Task item —
The response must contain every line from the records below that has "debug".

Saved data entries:
● ● ● ● ● ● ●

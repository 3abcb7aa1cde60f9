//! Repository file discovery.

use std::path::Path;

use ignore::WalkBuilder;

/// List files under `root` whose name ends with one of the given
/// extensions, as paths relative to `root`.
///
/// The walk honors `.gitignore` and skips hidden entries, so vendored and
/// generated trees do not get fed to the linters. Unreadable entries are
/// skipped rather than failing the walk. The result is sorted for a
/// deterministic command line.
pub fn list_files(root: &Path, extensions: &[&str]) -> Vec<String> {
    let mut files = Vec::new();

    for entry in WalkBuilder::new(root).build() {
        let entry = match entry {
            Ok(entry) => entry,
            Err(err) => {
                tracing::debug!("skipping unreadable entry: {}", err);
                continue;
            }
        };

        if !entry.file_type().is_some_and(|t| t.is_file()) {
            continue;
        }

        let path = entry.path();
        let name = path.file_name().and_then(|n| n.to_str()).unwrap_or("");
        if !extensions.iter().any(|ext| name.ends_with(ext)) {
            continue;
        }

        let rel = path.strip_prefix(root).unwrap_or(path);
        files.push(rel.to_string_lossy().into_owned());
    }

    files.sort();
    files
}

● ● ● ● ● ● ●

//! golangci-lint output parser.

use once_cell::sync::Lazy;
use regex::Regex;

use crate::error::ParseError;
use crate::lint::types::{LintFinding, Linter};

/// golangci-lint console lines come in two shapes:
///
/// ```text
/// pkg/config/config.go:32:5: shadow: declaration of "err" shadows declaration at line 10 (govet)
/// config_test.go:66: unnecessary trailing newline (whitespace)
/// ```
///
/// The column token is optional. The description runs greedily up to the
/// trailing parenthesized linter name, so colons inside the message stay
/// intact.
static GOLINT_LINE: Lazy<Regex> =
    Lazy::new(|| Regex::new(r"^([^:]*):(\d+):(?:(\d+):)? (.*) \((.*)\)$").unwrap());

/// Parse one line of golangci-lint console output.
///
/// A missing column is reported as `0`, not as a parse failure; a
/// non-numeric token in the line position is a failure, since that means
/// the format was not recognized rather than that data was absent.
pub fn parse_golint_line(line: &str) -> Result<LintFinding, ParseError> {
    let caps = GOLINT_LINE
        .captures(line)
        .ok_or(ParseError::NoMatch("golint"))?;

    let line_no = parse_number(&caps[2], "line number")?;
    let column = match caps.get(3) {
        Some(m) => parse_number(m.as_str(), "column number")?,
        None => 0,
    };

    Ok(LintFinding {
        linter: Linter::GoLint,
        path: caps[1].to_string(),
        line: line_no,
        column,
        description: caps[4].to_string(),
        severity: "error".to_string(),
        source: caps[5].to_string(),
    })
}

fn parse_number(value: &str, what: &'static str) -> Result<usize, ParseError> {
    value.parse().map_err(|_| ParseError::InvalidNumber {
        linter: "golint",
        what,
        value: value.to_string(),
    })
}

● ● ● ● ● ● ●

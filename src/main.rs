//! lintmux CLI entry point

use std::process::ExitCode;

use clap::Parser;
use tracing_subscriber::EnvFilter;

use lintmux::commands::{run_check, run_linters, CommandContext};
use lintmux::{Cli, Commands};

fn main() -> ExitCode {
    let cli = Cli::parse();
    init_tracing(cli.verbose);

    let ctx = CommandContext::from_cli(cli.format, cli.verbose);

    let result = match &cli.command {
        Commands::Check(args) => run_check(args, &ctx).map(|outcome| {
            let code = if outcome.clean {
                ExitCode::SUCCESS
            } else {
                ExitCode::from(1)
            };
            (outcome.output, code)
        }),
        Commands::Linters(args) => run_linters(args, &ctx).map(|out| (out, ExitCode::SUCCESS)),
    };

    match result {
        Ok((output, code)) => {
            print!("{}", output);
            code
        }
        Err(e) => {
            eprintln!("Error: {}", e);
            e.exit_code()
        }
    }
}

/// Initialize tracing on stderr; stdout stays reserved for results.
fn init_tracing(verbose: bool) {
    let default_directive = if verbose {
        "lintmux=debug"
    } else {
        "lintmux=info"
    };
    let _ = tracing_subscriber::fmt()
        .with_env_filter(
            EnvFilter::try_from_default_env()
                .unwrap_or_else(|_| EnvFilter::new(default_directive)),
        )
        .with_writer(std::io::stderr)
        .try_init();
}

● ● ● ● ● ● ●

Answer to this task —
                tracing::debug!("skipping unreadable entry: {}", err);
        "lintmux=debug"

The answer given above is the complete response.